Владимир Новиков

ОТКРЫТЫМ ТЕКСТОМ
(Поэзия и проза Андрея Вознесенского)

Тянутся друг к другу слова, предметы, понятия, радуются своему внезапному сходству. Встретившись, расстаются —- с грустью или болью. Расстаются навсегда, но тяга к сближению передается другим словам, предметам, понятиям -— новые возникают союзы, новые звучат диалоги.

Мир строится непрерывно. Таков основной закон поэтики Вознесенского, такова эмоциональная логика его образов и сюжетов. Вот уже на протяжении почти трех десятилетий работа поэта вызывает страстное приятие у одних читателей и критиков -— и не менее активное отрицание у других. Обе эти формы реакции по-своему показательны и поучительны. При появлении «Параболической баллады» кто-то упрекнул Вознесенского в воспевании окольно-параболических путей и недооценке прямой линии. «Треугольная груша» долгое время служила дежурным символом заведомой бессмыслицы. «Антимиры» дали повод думать об авторе как о негативисте, строящем свой мир не то на потусторонних, не то на нигилистических основаниях. Со временем восприятие стихов Вознесенского менялось. В воспетой им параболе многие увидели близкий для себя образ дерзкого поиска, мужественного сопротивления обстоятельствам. «Груши треугольные», рифмующиеся в самом стихотворении со словами «души голые», были осознаны как заостренное обозначение подлинной сути явлений, к постижению которой стремиться вовсе не грешно. И «антимиры» были поняты не как замысловатая выдумка, а как способ художественного познания мира через систему контрастов, противоположностей.

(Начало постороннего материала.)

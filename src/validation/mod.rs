//! Purchase Validation Module
//!
//! Aggregates the ticket requests of an order and checks them against the
//! business rules before anything is charged or reserved:
//! - at least one adult ticket
//! - no more infants than adults
//! - at most 20 tickets in total

mod tally;
mod validator;


pub use tally::TicketTally;
pub use validator::PurchaseValidator;
use crate::{
    gateway::{SeatReservationService, TicketPaymentService, ThirdPartyPaymentGateway, ThirdPartySeatReservation},
    pricing::{PRICE_TABLE, PriceTable},
    validation::PurchaseValidator,
    AccountId, Confirmation, PurchaseError, PurchaseOrder, TicketTypeRequest, SUCCESS_MESSAGE,
};
use serde_json::Value;
use std::sync::Arc;
use tracing::{info, warn};

/// Handles ticket purchases
///
/// Holds no per-purchase state, so one instance can serve any number of
/// calls and be shared across threads.
#[derive(Clone)]
pub struct TicketService {
    validator: PurchaseValidator,
    prices: PriceTable,
    payment: Arc<dyn TicketPaymentService>,
    reservation: Arc<dyn SeatReservationService>,
}

impl TicketService {
    /// Creates a service talking to the given gateways
    pub fn new(
        payment: Arc<dyn TicketPaymentService>,
        reservation: Arc<dyn SeatReservationService>,
    ) -> Self {
        Self {
            validator: PurchaseValidator::new(),
            prices: PRICE_TABLE,
            payment,
            reservation,
        }
    }

    /// Creates a service backed by the default third-party gateways
    pub fn with_default_gateways() -> Self {
        Self::new(
            Arc::new(ThirdPartyPaymentGateway),
            Arc::new(ThirdPartySeatReservation),
        )
    }

    /// Purchase tickets for a validated order
    ///
    /// # Flow
    /// 1. Validate (minimum adults, infant ratio, ticket cap)
    /// 2. Compute the charge and the number of seats
    /// 3. Take payment
    /// 4. Reserve seats
    ///
    /// Nothing is charged or reserved unless validation passes, and seats
    /// are only reserved once payment went through. Gateway errors are
    /// returned as they were raised.
    pub fn purchase_tickets(&self, order: &PurchaseOrder) -> Result<Confirmation, PurchaseError> {
        let account_id = order.account_id();

        // Step 1: validate; the first broken rule ends the purchase here
        let tally = self.validator.validate(order).inspect_err(|e| {
            warn!(%account_id, "Purchase rejected: {}", e);
        })?;

        // Step 2: price and seat the aggregated counts
        let total_amount = tally.total_amount(&self.prices);
        let seats = tally.seats();

        // Step 3: take payment before touching seats
        self.payment.make_payment(account_id, total_amount)?;
        // Step 4: reserve seats for the paid order
        self.reservation.reserve_seat(account_id, seats)?;

        info!(%account_id, total_amount, seats, "Purchase completed");
        Ok(Confirmation {
            account_id,
            total_amount,
            seats_reserved: seats,
            message: SUCCESS_MESSAGE.to_string(),
        })
    }

    /// Convenience wrapper that builds the order first
    pub fn purchase(
        &self,
        account_id: AccountId,
        requests: Vec<TicketTypeRequest>,
    ) -> Result<Confirmation, PurchaseError> {
        let order = PurchaseOrder::new(account_id, requests)?;
        self.purchase_tickets(&order)
    }

    /// Purchase from the JSON wire format
    ///
    /// Shape errors (bad account id, unknown ticket type) come back as
    /// `PurchaseError::Contract` before any rule is checked.
    pub fn purchase_json(&self, value: &Value) -> Result<Confirmation, PurchaseError> {
        let order = PurchaseOrder::from_json(value)?;
        self.purchase_tickets(&order)
    }
}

Остро, дискуссионно воспринимаются и ключевые образы последних по времени книг Вознесенского «Соблазн» и «Безотчетное». Иных отпугивает своим буквальным значением само слово «соблазн», хотя достаточно вчитаться в стихотворение, чтобы понять и почувствовать, что речь здесь идет не о дьявольском искушении, а о человечески-жадном восприятии жизни, о причастности всему сущему:

Соблазненный землей нелегкой,
что нельзя назвать образцом,
я тебе не отвечу логикой,
просто выдохну: соблазнен.

А своеобразный гимн безотчетному, прозвучавшнй у Вознесенского, располагает к упрекам и чрезмерном интуитивизме, отказе от разума (это при том, что сравнительно недавно поэту ставилась в вину чрезмерная «интеллектуальность»). Меж тем это резкое слово понадобилось для того, чтобы четче обозначить присущее всем людям и у каждого глубоко индивидуальное тайное душевное богатство.

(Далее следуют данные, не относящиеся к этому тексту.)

//! Transform expressions used in chain files.
//!
//! Accepted forms (whitespace-insensitive), with `n` an integer literal:
//! `x`, `x + n`, `x - n`, `x * n`, `x / n`, `x % n`
//!
//! Arithmetic wraps on overflow; `/` truncates toward zero.

use anyhow::{Context, bail};
use regex::Regex;
use std::fmt;

use crate::chain::Transform;

#[derive(Debug, Clone, Copy, PartialEq, Eq)]
pub enum Op {
    Add,
    Sub,
    Mul,
    Div,
    Rem,
}

impl Op {
    fn symbol(self) -> char {
        match self {
            Op::Add => '+',
            Op::Sub => '-',
            Op::Mul => '*',
            Op::Div => '/',
            Op::Rem => '%',
        }
    }
}

/// Parsed transform expression over `i64`.
///
/// Built only through [`Expr::binary`], [`Expr::IDENTITY`] or the parser, so a
/// zero divisor never reaches [`Expr::apply`].
#[derive(Debug, Clone, Copy, PartialEq, Eq)]
pub struct Expr(Option<(Op, i64)>);

impl Expr {
    pub const IDENTITY: Expr = Expr(None);

    pub fn binary(op: Op, n: i64) -> anyhow::Result<Self> {
        if matches!(op, Op::Div | Op::Rem) && n == 0 {
            bail!("division by zero in transform \"x {} 0\"", op.symbol());
        }
        Ok(Expr(Some((op, n))))
    }

    pub fn op(self) -> Option<Op> {
        self.0.map(|(op, _)| op)
    }

    pub fn operand(self) -> Option<i64> {
        self.0.map(|(_, n)| n)
    }

    pub fn apply(self, x: i64) -> i64 {
        match self.0 {
            None => x,
            Some((Op::Add, n)) => x.wrapping_add(n),
            Some((Op::Sub, n)) => x.wrapping_sub(n),
            Some((Op::Mul, n)) => x.wrapping_mul(n),
            Some((Op::Div, n)) => x.wrapping_div(n),
            Some((Op::Rem, n)) => x.wrapping_rem(n),
        }
    }

    /// `None` for the identity, so the node becomes a pass-through.
    pub fn into_transform(self) -> Option<Transform<i64>> {
        self.0?;
        let f: Transform<i64> = Box::new(move |x| self.apply(x));
        Some(f)
    }
}

impl fmt::Display for Expr {
    fn fmt(&self, f: &mut fmt::Formatter<'_>) -> fmt::Result {
        match self.0 {
            None => f.write_str("x"),
            Some((op, n)) => write!(f, "x {} {}", op.symbol(), n),
        }
    }
}

/// Transform parser holding its compiled pattern; build once, parse many.
#[derive(Debug, Clone)]
pub struct ExprParser {
    re: Regex,
}

impl ExprParser {
    pub fn new() -> anyhow::Result<Self> {
        // Capture:
        // 1) operator (optional; absent means identity)
        // 2) integer operand
        let re = Regex::new(r#"^\s*x\s*(?:([-+*/%])\s*(-?[0-9]+))?\s*$"#)?;
        Ok(Self { re })
    }

    pub fn parse(&self, text: &str) -> anyhow::Result<Expr> {
        let caps = match self.re.captures(text) {
            Some(c) => c,
            None => bail!("cannot parse transform {:?} (expected e.g. \"x + 1\")", text),
        };

        let (Some(op), Some(operand)) = (caps.get(1), caps.get(2)) else {
            return Ok(Expr::IDENTITY);
        };

        let n: i64 = operand
            .as_str()
            .parse()
            .with_context(|| format!("bad operand in transform {:?}", text))?;

        let op = match op.as_str() {
            "+" => Op::Add,
            "-" => Op::Sub,
            "*" => Op::Mul,
            "/" => Op::Div,
            "%" => Op::Rem,
            other => bail!("unsupported operator {:?} in transform {:?}", other, text),
        };

        Expr::binary(op, n)
    }
}

/// One-off parse; use [`ExprParser`] when parsing many transforms.
pub fn parse_expr(text: &str) -> anyhow::Result<Expr> {
    ExprParser::new()?.parse(text)
}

Есть в душе у каждого, не вполне отчетливо,
тайное отечество безотчетное.

Внутренний мир обыкновенного человека сравнивается здесь с целой страной. Это и высокая оценка человека, и вера в единение людей на основе душевной общности.

Думается, постоянные споры о стихах и поэмах Вознесенского закономерны и необходимы. В их ходе обсуждается не только вопрос об оценке стихов, но и множество насущных проблем нашей сегодняшней общественно-духовной жизни. И поэт не жалеет, что в жарких дебатах ему порой изрядно «достается»:

Бейте пока во мне пороки,
как за горести бытия
дикари дубасили бога.
Специален бог для битья.

Споры о Вознесенском способствовали прояснению и четкому выражению разных читательских и критических взглядов на общее состояние современной поэзии, на перспективы ее развития. По-разному оценивается метафорическая насыщенность творчества поэта и в связи с этим по-разному трактуется роль метафоры как таковой. Одни видят в интенсивности образных уподоблении залог открытия новых смыслов, другие призывают к умеренности изобразительных средств, напоминая, как один критик, что «хлеб с изюмом содержит не только изюм». Будущее покажет, какая из этих точек зрения более верна, заметим лишь, что процитированное выражение, направленное против обилия метафор, само является метафорой...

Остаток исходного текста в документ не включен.